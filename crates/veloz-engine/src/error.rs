//! Application error types.

use thiserror::Error;

#[derive(Debug, Error)]
pub enum AppError {
    #[error("Configuration error: {0}")]
    Config(String),

    #[error("WebSocket error: {0}")]
    WebSocket(#[from] veloz_ws::WsError),

    #[error("Impact model error: {0}")]
    Impact(#[from] veloz_impact::ImpactError),

    #[error("Model error: {0}")]
    Model(#[from] veloz_models::ModelError),

    #[error("Cost error: {0}")]
    Cost(#[from] veloz_cost::CostError),

    #[error("Registry error: {0}")]
    Registry(#[from] veloz_registry::RegistryError),

    #[error("Telemetry error: {0}")]
    Telemetry(#[from] veloz_telemetry::TelemetryError),

    #[error("Session task failed: {0}")]
    Join(String),

    #[error("IO error: {0}")]
    Io(#[from] std::io::Error),
}

pub type AppResult<T> = Result<T, AppError>;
---
Task objective
An exact copy of all the material is what is needed.

Your response
filename crates/veloz-engine/src/error.rs
//! Application error types.

use thiserror::Error;

#[derive(Debug, Error)]
pub enum AppError {
    #[error("Configuration error: {0}")]
    Config(String),

    #[error("WebSocket error: {0}")]
    WebSocket(#[from] veloz_ws::WsError),

    #[error("Impact model error: {0}")]
    Impact(#[from] veloz_impact::ImpactError),

    #[error("Model error: {0}")]
    Model(#[from] veloz_models::ModelError),

    #[error("Cost error: {0}")]
    Cost(#[from] veloz_cost::CostError),

    #[error("Registry error: {0}")]
    Registry(#[from] veloz_registry::RegistryError),

    #[error("Telemetry error: {0}")]
    Telemetry(#[from] veloz_telemetry::TelemetryError),

    #[error("Session task failed: {0}")]
    Join(String),

    #[error("IO error: {0}")]
    Io(#[from] std::io::Error),
}

pub type AppResult<T> = Result<T, AppError>;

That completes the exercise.